Confidential lending will open trillions for defi markets

Opinion by: Jason Delabays, blockchain ecosystem leading to Zama
Despite the decentralized (DEFI) recent resurrection, most of the traditional finance capital remains out of reach. Most will blame the scalability, regulation or poor UX. The real blocker is more fundamental: a lack of confidentiality. Resolve that, and the trillions will be locked.
At December 2021, the total cost of the Defi locked (TVL) struck an incredible $ 260 billion. It will be out, however, and that figure begins to feel small, especially if the global financial system moves on the trillion day -day. Only Foreign Exchange finds more than $ 7.5 trillion exchanged days, and the global bond market costs more than $ 130 trillion.
Defi has returned since the crash of 2022-2023. The lending protocols have shown staying power, and TVLs are rising again. The defi is, however, scratching only over the global capital, not because it is not measurable, but because it lacks something traditional finances will not live without.
Encryption tech pulls the highest obstruction
For most institutions and high-value players, confidentiality cannot communicate. Every deposit, loan and removal is, however, open to public blockchains. The level of transparency can thrill the purists of crypto, but for the most serious capital, it is a kdealbreaker.
That is why, for so many, the thought of unlocking Defi-Frictionless’s promise, open, institutional grade finance-they are still far away. Recent tech development, specifically to Full homomorphic encryption (FHE)It is suggested that the truth may be closer than it looks.

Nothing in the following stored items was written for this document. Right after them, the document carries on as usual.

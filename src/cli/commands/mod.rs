//! CLI command implementations.

mod ask;
mod bot;
mod config;
mod doctor;
mod reindex;
mod search;
mod serve;

pub use ask::run_ask;
pub use bot::run_bot;
pub use config::run_config;
pub use doctor::run_doctor;
pub use reindex::run_reindex;
pub use search::run_search;
pub use serve::run_serve;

Having gained more basic attention, FHE is no longer just an academic curiosity.
Privacy care technology allows data to be processed without decrypting. Sensitive information remains to be denied even when used. Institutions can be brought to Defi to keep their trading and position private.
Uncollateralized lending and more
Consider the uncollateralized lending, as this may be one of the clear cases of use for FHE in Defi and glass how most credit credit works in traditional finances. While traditional finances rarely depends on overcollateralization, Defi does, locking properties to manage the risk, which limits its scope.
FHE changed the equation. Here’s how it could work: first, a user shares a air -trained credit or knows your customer’s (KYC) data with a protocol. A smart contract then reviews the data that uses FHE – for example, asking, “their credit score above 700?” – Everything has never been dedicated. If approved, the user can borrow without putting collateral and confidentiality. If they default, the lender may get the right to dedicate specific data to take legal action on Offchain.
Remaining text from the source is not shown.